Data items:
.....
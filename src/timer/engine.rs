//! Focus-session engine: owns the countdown for the current work or
//! break interval, persists every lifecycle transition to the document
//! store, and reconstructs its state from the store on startup.
//!
//! The 1 s tick is a single spawned interval task; suspension is the
//! absence of that task. Ticks only decrement the local counter —
//! records are written exclusively at transition boundaries, so write
//! volume is one write per user action plus one per completed interval.

use std::{future::Future, pin::Pin, sync::Arc, time::Duration};

use anyhow::{anyhow, bail, Context, Result};
use chrono::{DateTime, Utc};
use log::{error, info, warn};
use serde::Serialize;
use serde_json::{json, Value};
use tokio::{
    sync::{broadcast, Mutex},
    task::JoinHandle,
    time,
};

use crate::auth::USERS_COLLECTION;
use crate::clock::Clock;
use crate::models::{FocusSession, SessionKind, SessionStatus, UserProfile, UserStatus};
use crate::store::{DocumentStore, Filter, Query};

use super::{TimerPhase, TimerState};

pub const SESSIONS_COLLECTION: &str = "sessions";

/// Planned interval lengths and scheduling knobs. Defaults follow the
/// classic 25/5 split with a 2 s grace before an auto-started break.
#[derive(Debug, Clone)]
pub struct TimerConfig {
    pub work_secs: u32,
    pub break_secs: u32,
    pub grace: Duration,
    pub tick_interval: Duration,
}

impl Default for TimerConfig {
    fn default() -> Self {
        Self {
            work_secs: 1500,
            break_secs: 300,
            grace: Duration::from_secs(2),
            tick_interval: Duration::from_secs(1),
        }
    }
}

impl TimerConfig {
    pub fn planned_secs(&self, kind: SessionKind) -> u32 {
        match kind {
            SessionKind::Work => self.work_secs,
            SessionKind::Break => self.break_secs,
        }
    }
}

#[derive(Debug, Serialize, Clone)]
#[serde(rename_all = "camelCase")]
pub struct TimerSnapshot {
    pub state: TimerState,
    pub remaining_secs: u32,
}

/// Broadcast to the presentation layer after every transition and tick.
#[derive(Debug, Clone)]
pub enum EngineEvent {
    StateChanged(TimerSnapshot),
    Tick(TimerSnapshot),
    SessionCompleted {
        session_id: String,
        kind: SessionKind,
    },
}

enum TickOutcome {
    Continue,
    Completed,
    Suspended,
}

#[derive(Clone)]
pub struct FocusSessionEngine {
    user_id: String,
    store: Arc<dyn DocumentStore>,
    clock: Arc<dyn Clock>,
    config: TimerConfig,
    state: Arc<Mutex<TimerState>>,
    ticker: Arc<Mutex<Option<JoinHandle<()>>>>,
    linked_task: Arc<Mutex<Option<String>>>,
    events: broadcast::Sender<EngineEvent>,
}
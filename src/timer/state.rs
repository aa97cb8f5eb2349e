use chrono::{DateTime, Utc};
use serde::{Deserialize, Serialize};

use crate::models::{SessionKind, UserStatus};

/// Engine-local lifecycle phase. Deliberately distinct from both
/// persisted status vocabularies; [`TimerState::user_status`] is the
/// one place the mapping to the profile's presence enum lives.
#[derive(Debug, Clone, Copy, Serialize, Deserialize, PartialEq, Eq)]
#[serde(rename_all = "camelCase")]
pub enum TimerPhase {
    Idle,
    Active,
    Paused,
}

impl Default for TimerPhase {
    fn default() -> Self {
        TimerPhase::Idle
    }
}

#[derive(Debug, Clone, Serialize, Deserialize)]
#[serde(rename_all = "camelCase")]
pub struct TimerState {
    pub phase: TimerPhase,
    /// Interval being counted down, or the one offered next while idle.
    pub kind: SessionKind,
    pub session_id: Option<String>,
    pub planned_secs: u32,
    pub remaining_secs: u32,
    pub started_at: Option<DateTime<Utc>>,
    /// Start of the current pause-free stretch; minute credits are
    /// measured from here at the next flush.
    #[serde(skip)]
    pub cycle_anchor: Option<DateTime<Utc>>,
}

impl TimerState {
    /// Idle, ready to start `kind` with the full planned duration.
    pub fn ready(kind: SessionKind, planned_secs: u32) -> Self {
        Self {
            phase: TimerPhase::Idle,
            kind,
            session_id: None,
            planned_secs,
            remaining_secs: planned_secs,
            started_at: None,
            cycle_anchor: None,
        }
    }

    pub fn begin(
        &mut self,
        session_id: String,
        kind: SessionKind,
        planned_secs: u32,
        remaining_secs: u32,
        started_at: DateTime<Utc>,
        anchor: DateTime<Utc>,
    ) {
        *self = Self {
            phase: TimerPhase::Active,
            kind,
            session_id: Some(session_id),
            planned_secs,
            remaining_secs,
            started_at: Some(started_at),
            cycle_anchor: Some(anchor),
        };
    }

    /// Restore directly into the paused phase; time does not advance
    /// while paused, so no anchor is set until the next resume.
    pub fn begin_paused(
        &mut self,
        session_id: String,
        kind: SessionKind,
        planned_secs: u32,
        remaining_secs: u32,
        started_at: DateTime<Utc>,
    ) {
        *self = Self {
            phase: TimerPhase::Paused,
            kind,
            session_id: Some(session_id),
            planned_secs,
            remaining_secs,
            started_at: Some(started_at),
            cycle_anchor: None,
        };
    }

    pub fn pause(&mut self) {
        self.phase = TimerPhase::Paused;
        self.cycle_anchor = None;
    }

    pub fn resume(&mut self, anchor: DateTime<Utc>) {
        self.phase = TimerPhase::Active;
        self.cycle_anchor = Some(anchor);
    }

    pub fn reset_to(&mut self, kind: SessionKind, planned_secs: u32) {
        *self = Self::ready(kind, planned_secs);
    }

    /// One countdown step; returns true when the interval just reached
    /// zero.
    pub fn tick(&mut self) -> bool {
        self.remaining_secs = self.remaining_secs.saturating_sub(1);
        self.remaining_secs == 0
    }

    /// Presence status the profile record should carry for this state.
    pub fn user_status(&self) -> UserStatus {
        match (self.phase, self.kind) {
            (TimerPhase::Idle, _) => UserStatus::Idle,
            (TimerPhase::Paused, _) => UserStatus::Paused,
            (TimerPhase::Active, SessionKind::Work) => UserStatus::Active,
            (TimerPhase::Active, SessionKind::Break) => UserStatus::Break,
        }
    }
}
// file: src/toolbox/mod.rs
// version: 1.0.0
// guid: 87f9fdbc-b677-4f5c-bd38-7fe4098a8acd

//! Toolbox container lifecycle: create and provision, update, add packages
//!
//! Every step prints a title, runs, then leaves one blank line so the
//! output of consecutive steps stays readable.

pub mod containers;
pub mod packages;
pub mod provision;
pub mod update;

pub use containers::{list_containers, parse_container_list, resolve_targets, Targets};
pub use packages::add_packages;
pub use provision::first_run;
pub use update::update_containers;

use crate::runner::CommandSpec;
use crate::Result;
use colored::Colorize;
use std::io::Write;

/// `toolbox run -c <container> <command…>`
pub fn toolbox_run<I, S>(container: &str, command: I) -> CommandSpec
where
    I: IntoIterator<Item = S>,
    S: Into<String>,
{
    CommandSpec::new("toolbox")
        .args(["run", "-c", container])
        .args(command)
}

/// `sudo dnf <verb> -y <packages…>` inside a container
pub fn dnf(container: &str, verb: &str, packages: &[String]) -> CommandSpec {
    toolbox_run(container, ["sudo", "dnf", verb, "-y"]).args(packages.iter().cloned())
}

/// Print a step title
pub(crate) fn begin_block<W: Write>(out: &mut W, title: &str) -> Result<()> {
    writeln!(out, "{}", title.bold())?;
    out.flush()?;
    Ok(())
}

/// Close a step with a blank line
pub(crate) fn end_block<W: Write>(out: &mut W) -> Result<()> {
    writeln!(out)?;
    out.flush()?;
    Ok(())
}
.....
### Work item
Set the entries down again precisely as they were given.

### Task answer
filename src/timer/engine.rs
//! Focus-session engine: owns the countdown for the current work or
//! break interval, persists every lifecycle transition to the document
//! store, and reconstructs its state from the store on startup.
//!
//! The 1 s tick is a single spawned interval task; suspension is the
//! absence of that task. Ticks only decrement the local counter —
//! records are written exclusively at transition boundaries, so write
//! volume is one write per user action plus one per completed interval.

use std::{future::Future, pin::Pin, sync::Arc, time::Duration};

use anyhow::{anyhow, bail, Context, Result};
use chrono::{DateTime, Utc};
use log::{error, info, warn};
use serde::Serialize;
use serde_json::{json, Value};
use tokio::{
    sync::{broadcast, Mutex},
    task::JoinHandle,
    time,
};

use crate::auth::USERS_COLLECTION;
use crate::clock::Clock;
use crate::models::{FocusSession, SessionKind, SessionStatus, UserProfile, UserStatus};
use crate::store::{DocumentStore, Filter, Query};

use super::{TimerPhase, TimerState};

pub const SESSIONS_COLLECTION: &str = "sessions";

/// Planned interval lengths and scheduling knobs. Defaults follow the
/// classic 25/5 split with a 2 s grace before an auto-started break.
#[derive(Debug, Clone)]
pub struct TimerConfig {
    pub work_secs: u32,
    pub break_secs: u32,
    pub grace: Duration,
    pub tick_interval: Duration,
}

impl Default for TimerConfig {
    fn default() -> Self {
        Self {
            work_secs: 1500,
            break_secs: 300,
            grace: Duration::from_secs(2),
            tick_interval: Duration::from_secs(1),
        }
    }
}

impl TimerConfig {
    pub fn planned_secs(&self, kind: SessionKind) -> u32 {
        match kind {
            SessionKind::Work => self.work_secs,
            SessionKind::Break => self.break_secs,
        }
    }
}

#[derive(Debug, Serialize, Clone)]
#[serde(rename_all = "camelCase")]
pub struct TimerSnapshot {
    pub state: TimerState,
    pub remaining_secs: u32,
}

/// Broadcast to the presentation layer after every transition and tick.
#[derive(Debug, Clone)]
pub enum EngineEvent {
    StateChanged(TimerSnapshot),
    Tick(TimerSnapshot),
    SessionCompleted {
        session_id: String,
        kind: SessionKind,
    },
}

enum TickOutcome {
    Continue,
    Completed,
    Suspended,
}

#[derive(Clone)]
pub struct FocusSessionEngine {
    user_id: String,
    store: Arc<dyn DocumentStore>,
    clock: Arc<dyn Clock>,
    config: TimerConfig,
    state: Arc<Mutex<TimerState>>,
    ticker: Arc<Mutex<Option<JoinHandle<()>>>>,
    linked_task: Arc<Mutex<Option<String>>>,
    events: broadcast::Sender<EngineEvent>,
}
filename src/timer/state.rs
repository aa97cb8f5eb2349e
use chrono::{DateTime, Utc};
use serde::{Deserialize, Serialize};

use crate::models::{SessionKind, UserStatus};

/// Engine-local lifecycle phase. Deliberately distinct from both
/// persisted status vocabularies; [`TimerState::user_status`] is the
/// one place the mapping to the profile's presence enum lives.
#[derive(Debug, Clone, Copy, Serialize, Deserialize, PartialEq, Eq)]
#[serde(rename_all = "camelCase")]
pub enum TimerPhase {
    Idle,
    Active,
    Paused,
}

impl Default for TimerPhase {
    fn default() -> Self {
        TimerPhase::Idle
    }
}

#[derive(Debug, Clone, Serialize, Deserialize)]
#[serde(rename_all = "camelCase")]
pub struct TimerState {
    pub phase: TimerPhase,
    /// Interval being counted down, or the one offered next while idle.
    pub kind: SessionKind,
    pub session_id: Option<String>,
    pub planned_secs: u32,
    pub remaining_secs: u32,
    pub started_at: Option<DateTime<Utc>>,
    /// Start of the current pause-free stretch; minute credits are
    /// measured from here at the next flush.
    #[serde(skip)]
    pub cycle_anchor: Option<DateTime<Utc>>,
}

impl TimerState {
    /// Idle, ready to start `kind` with the full planned duration.
    pub fn ready(kind: SessionKind, planned_secs: u32) -> Self {
        Self {
            phase: TimerPhase::Idle,
            kind,
            session_id: None,
            planned_secs,
            remaining_secs: planned_secs,
            started_at: None,
            cycle_anchor: None,
        }
    }

    pub fn begin(
        &mut self,
        session_id: String,
        kind: SessionKind,
        planned_secs: u32,
        remaining_secs: u32,
        started_at: DateTime<Utc>,
        anchor: DateTime<Utc>,
    ) {
        *self = Self {
            phase: TimerPhase::Active,
            kind,
            session_id: Some(session_id),
            planned_secs,
            remaining_secs,
            started_at: Some(started_at),
            cycle_anchor: Some(anchor),
        };
    }

    /// Restore directly into the paused phase; time does not advance
    /// while paused, so no anchor is set until the next resume.
    pub fn begin_paused(
        &mut self,
        session_id: String,
        kind: SessionKind,
        planned_secs: u32,
        remaining_secs: u32,
        started_at: DateTime<Utc>,
    ) {
        *self = Self {
            phase: TimerPhase::Paused,
            kind,
            session_id: Some(session_id),
            planned_secs,
            remaining_secs,
            started_at: Some(started_at),
            cycle_anchor: None,
        };
    }

    pub fn pause(&mut self) {
        self.phase = TimerPhase::Paused;
        self.cycle_anchor = None;
    }

    pub fn resume(&mut self, anchor: DateTime<Utc>) {
        self.phase = TimerPhase::Active;
        self.cycle_anchor = Some(anchor);
    }

    pub fn reset_to(&mut self, kind: SessionKind, planned_secs: u32) {
        *self = Self::ready(kind, planned_secs);
    }

    /// One countdown step; returns true when the interval just reached
    /// zero.
    pub fn tick(&mut self) -> bool {
        self.remaining_secs = self.remaining_secs.saturating_sub(1);
        self.remaining_secs == 0
    }

    /// Presence status the profile record should carry for this state.
    pub fn user_status(&self) -> UserStatus {
        match (self.phase, self.kind) {
            (TimerPhase::Idle, _) => UserStatus::Idle,
            (TimerPhase::Paused, _) => UserStatus::Paused,
            (TimerPhase::Active, SessionKind::Work) => UserStatus::Active,
            (TimerPhase::Active, SessionKind::Break) => UserStatus::Break,
        }
    }
}
// file: src/toolbox/mod.rs
// version: 1.0.0
// guid: 87f9fdbc-b677-4f5c-bd38-7fe4098a8acd

//! Toolbox container lifecycle: create and provision, update, add packages
//!
//! Every step prints a title, runs, then leaves one blank line so the
//! output of consecutive steps stays readable.

pub mod containers;
pub mod packages;
pub mod provision;
pub mod update;

pub use containers::{list_containers, parse_container_list, resolve_targets, Targets};
pub use packages::add_packages;
pub use provision::first_run;
pub use update::update_containers;

use crate::runner::CommandSpec;
use crate::Result;
use colored::Colorize;
use std::io::Write;

/// `toolbox run -c <container> <command…>`
pub fn toolbox_run<I, S>(container: &str, command: I) -> CommandSpec
where
    I: IntoIterator<Item = S>,
    S: Into<String>,
{
    CommandSpec::new("toolbox")
        .args(["run", "-c", container])
        .args(command)
}

/// `sudo dnf <verb> -y <packages…>` inside a container
pub fn dnf(container: &str, verb: &str, packages: &[String]) -> CommandSpec {
    toolbox_run(container, ["sudo", "dnf", verb, "-y"]).args(packages.iter().cloned())
}

/// Print a step title
pub(crate) fn begin_block<W: Write>(out: &mut W, title: &str) -> Result<()> {
    writeln!(out, "{}", title.bold())?;
    out.flush()?;
    Ok(())
}

/// Close a step with a blank line
pub(crate) fn end_block<W: Write>(out: &mut W) -> Result<()> {
    writeln!(out)?;
    out.flush()?;
    Ok(())
}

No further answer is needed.